Before the Paris collections ended, I stopped by Azzedine Alaia’s place to see what he was preparing for fall. I found him upstairs in the studio, which consists of many racks of samples and dress patterns, stacks of shoe boxes, ironing boards and, at the far end, near a huge mirror, his ample work table. Alaia offered me a chair next to the table. A number of writers had trooped by over the weekend and we probably all had the same thought: Gee, what a fantastic way to look at clothes.
Alaia had made a runway out of a path between some dress racks. The first thing he showed me was a violet-gray wool coat that was snug through the waist and then opened to a skirt of tubular-like pleats. Each pleat was formed by an arch of stitches at the top. It’s intriguing that a number of designers have shown rounded shapes—Alexander McQueen, Marc Jacobs (the ribbing and necklines at Vuitton), the fellows at 6267, with their fluted leather collars. Alaia’s coat suggested to me Moorish architecture. A knit jacket in pinkish beige wool had a high rolled collar and dolman sleeves; the flaring skirt was ribbed and ruched in places. The outfit was all a knit, as were sleeveless tops and matching skirts that combined sheerness and curly bands of wool.
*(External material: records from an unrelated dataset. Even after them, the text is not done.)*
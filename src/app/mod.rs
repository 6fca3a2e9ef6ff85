//! Application module - the table editor controller.
//!
//! This module is organized into several submodules:
//! - `state` - The TableManager struct definition and sub-structs
//! - `lifecycle` - Construction and restoring saved columns
//! - `table_view` - Search, sort and paging over the pipeline
//! - `table_editing` - Bulk edit mode and row deletion
//! - `column_management` - Column visibility and creation
//! - `import_export` - CSV import and export
//! - `settings_handlers` - Theme and modal toggles

mod column_management;
mod import_export;
mod lifecycle;
mod settings_handlers;
mod state;
mod table_editing;
mod table_view;

pub use state::{EditState, TableData, TableManager, UiState, ViewState};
What Alaia is able to do with knitting is remarkable. He produces ruffles and poodle curls that look like lace. The skirt of one outfit, in a boiled black knit, consisted of vertical rows of overlapping circles, like sugar cookies arranged on a buffet tray. And all of these effects are a technical extension of recent work, like the pleated caterpillar dresses worn at last year’s Costume Institute party by Stephanie Seymour and Naomi Campbell, and the new crinkled cotton shirt dresses for spring that use embroidery anglaise.